London’s newest playable neighbourhood, Wembley Park, is launching a unique, interactive digital PlayDays event concept across several dates this August. Starting Saturday 5th August, the first PlayDays: Creatures of Wembley Park event will turn the North West London neighbourhood into an interactive video game console where children of all ages can use everyday objects to make the urban landscape playable.

The event has been curated by Walt, a new studio led by Iain Simons, founder and creative director of northern England’s acclaimed GameCity Interactive Entertainment Festival and co-founder of the National Videogame Arcade in Nottingham, together with Wembley Park.

Visitors will be invited to take control of custom joysticks, jumbo buttons, and even a programmable banana to play a series of short games on two 9m tall, 360° wraparound digital screens on Olympic Way, directly opposite the iconic Wembley Stadium.

One of the giant digital screens transformed into a video games console at Wembley Park
Image credit: Chris Winter / Wembley Park

Visitors will have the opportunity to spot and collect digital ‘creatures’ by playing a series of short games. Players will complete mazes to help the creatures find their friends, enjoy balance challenges, practice their speed-count skills, complete colour memory challenges and more. For the very youngest participants, there will be creatures that just want to play, with players able to tickle them and make them jump around. Each game will last for 90 seconds.
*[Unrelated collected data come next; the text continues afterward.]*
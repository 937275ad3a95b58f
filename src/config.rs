//! Engine configuration: target database flavor, placeholder limits, and
//! default transaction timeouts.

use std::fmt;
use std::time::Duration;

use serde::Deserialize;

/// Database flavor the rendered SQL is destined for.
///
/// The engine itself is dialect-agnostic; the provider only determines the
/// bind-parameter limit used when chunking oversized statements.
#[derive(Debug, Clone, Copy, PartialEq, Eq, Deserialize)]
#[serde(rename_all = "lowercase")]
pub enum Provider {
    /// PostgreSQL wire protocol.
    #[serde(alias = "postgresql")]
    Postgres,
    /// CockroachDB (PostgreSQL-compatible).
    Cockroachdb,
    /// MySQL and compatible forks.
    Mysql,
    /// SQLite.
    Sqlite,
    /// Microsoft SQL Server.
    Sqlserver,
}

impl Provider {
    /// Maximum number of bind parameters a single statement may carry.
    pub fn max_bind_values(self) -> usize {
        match self {
            Provider::Postgres | Provider::Cockroachdb => 32766,
            Provider::Mysql => 65535,
            Provider::Sqlite => 999,
            Provider::Sqlserver => 2098,
        }
    }
}

impl fmt::Display for Provider {
    fn fmt(&self, f: &mut fmt::Formatter<'_>) -> fmt::Result {
        let name = match self {
            Provider::Postgres => "postgres",
            Provider::Cockroachdb => "cockroachdb",
            Provider::Mysql => "mysql",
            Provider::Sqlite => "sqlite",
            Provider::Sqlserver => "sqlserver",
        };
        f.write_str(name)
    }
}

/// Transaction isolation level requested by the caller.
#[derive(Debug, Clone, Copy, PartialEq, Eq, Deserialize)]
#[serde(rename_all = "SCREAMING_SNAKE_CASE")]
pub enum IsolationLevel {
    /// READ UNCOMMITTED.
    ReadUncommitted,
    /// READ COMMITTED.
    ReadCommitted,
    /// REPEATABLE READ.
    RepeatableRead,
    /// SERIALIZABLE.
    Serializable,
    /// SNAPSHOT. Only exists on databases this engine cannot reach;
    /// always rejected during option validation.
    Snapshot,
}

impl fmt::Display for IsolationLevel {
    fn fmt(&self, f: &mut fmt::Formatter<'_>) -> fmt::Result {
        let name = match self {
            IsolationLevel::ReadUncommitted => "READ UNCOMMITTED",
            IsolationLevel::ReadCommitted => "READ COMMITTED",
            IsolationLevel::RepeatableRead => "REPEATABLE READ",
            IsolationLevel::Serializable => "SERIALIZABLE",
            IsolationLevel::Snapshot => "SNAPSHOT",
        };
        f.write_str(name)
    }
}

/// Per-transaction options.
#[derive(Debug, Clone, Copy, Default, PartialEq, Eq)]
pub struct TransactionOptions {
    /// How long `start_transaction` may wait for the driver to hand out a
    /// transaction handle before giving up.
    pub max_wait: Option<Duration>,
    /// How long the transaction may run after a successful start before it
    /// is timed out and rolled back.
    pub timeout: Option<Duration>,
    /// Requested isolation level, if any.
    pub isolation_level: Option<IsolationLevel>,
}

/// Engine-level configuration.
#[derive(Debug, Clone, Default)]
pub struct EngineConfig {
    /// Target database flavor, used to derive the bind-parameter limit.
    pub provider: Option<Provider>,
    /// Explicit bind-parameter limit. Takes precedence over the
    /// provider-derived default when set.
    pub max_bind_values: Option<usize>,
    /// Default options applied by `start_transaction` when the caller
    /// supplies none.
    pub transaction_defaults: TransactionOptions,
}

impl EngineConfig {
    /// Effective bind-parameter limit for statement chunking, if any.
    pub fn effective_max_bind_values(&self) -> Option<usize> {
        self.max_bind_values
            .or_else(|| self.provider.map(Provider::max_bind_values))
    }
}

#[cfg(test)]
mod tests {
    use super::*;

    #[test]
    fn explicit_limit_overrides_provider_table() {
        let config = EngineConfig {
            provider: Some(Provider::Sqlite),
            max_bind_values: Some(5),
            ..EngineConfig::default()
        };
        assert_eq!(config.effective_max_bind_values(), Some(5));
    }

    #[test]
    fn provider_aliases_parse() {
        let provider: Provider = serde_json::from_str("\"postgresql\"").unwrap();
        assert_eq!(provider, Provider::Postgres);
        assert_eq!(provider.max_bind_values(), 32766);
    }
}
The creatures will first appear on Saturday 5th August, between 11 am and 6 pm, then again at further digital PlayDays events on 16th and 17th August. PlayDays hosts will be on hand to assist players, ensuring that everyone has the chance to participate. All PlayDays games will be free for everyone to enjoy.
PlayDays builds on Wembley Park’s reputation as an open-air canvas for interactive and immersive art. Since 2018, the neighbourhood has hosted immersive seasonal installations and experiences and a series of fascinating digital artworks as part of its free public art trail. There are artworks that visitors can walk upon, such as acclaimed multi-disciplinary artist Claire Luxton’s current Messenger installation on the Spanish Steps connecting the national stadium with the OVO Arena, Wembley, and art that participants can lose themselves in, such as the virtual reality offering at meetspaceVR within BOXPARK Wembley. Visitors can also dance with their digital ‘shadow’ as they traverse the Royal Route Underpass, thanks to Jason Bruges Studio’s innovative Shadow Wall digital installation – a site-specific monochromatic, interactive media artwork focused where the shadows and silhouettes of the crowds passing through the space generate the resultant artwork. The Jason Bruges team has also installed the Royal Wave at Wembley Park – a scaled, and bespoke lenticular wave generated from portraits of local people and the observer’s movement in relation to it.

Art also plays a key part in Wembley Park’s family-friendly Summer of Play programme, which features 300+ hours of inspirational and interactive free events, from messy arts and crafts workshops to alien dance-offs, circus skills and dance classes for participants of all ages and abilities.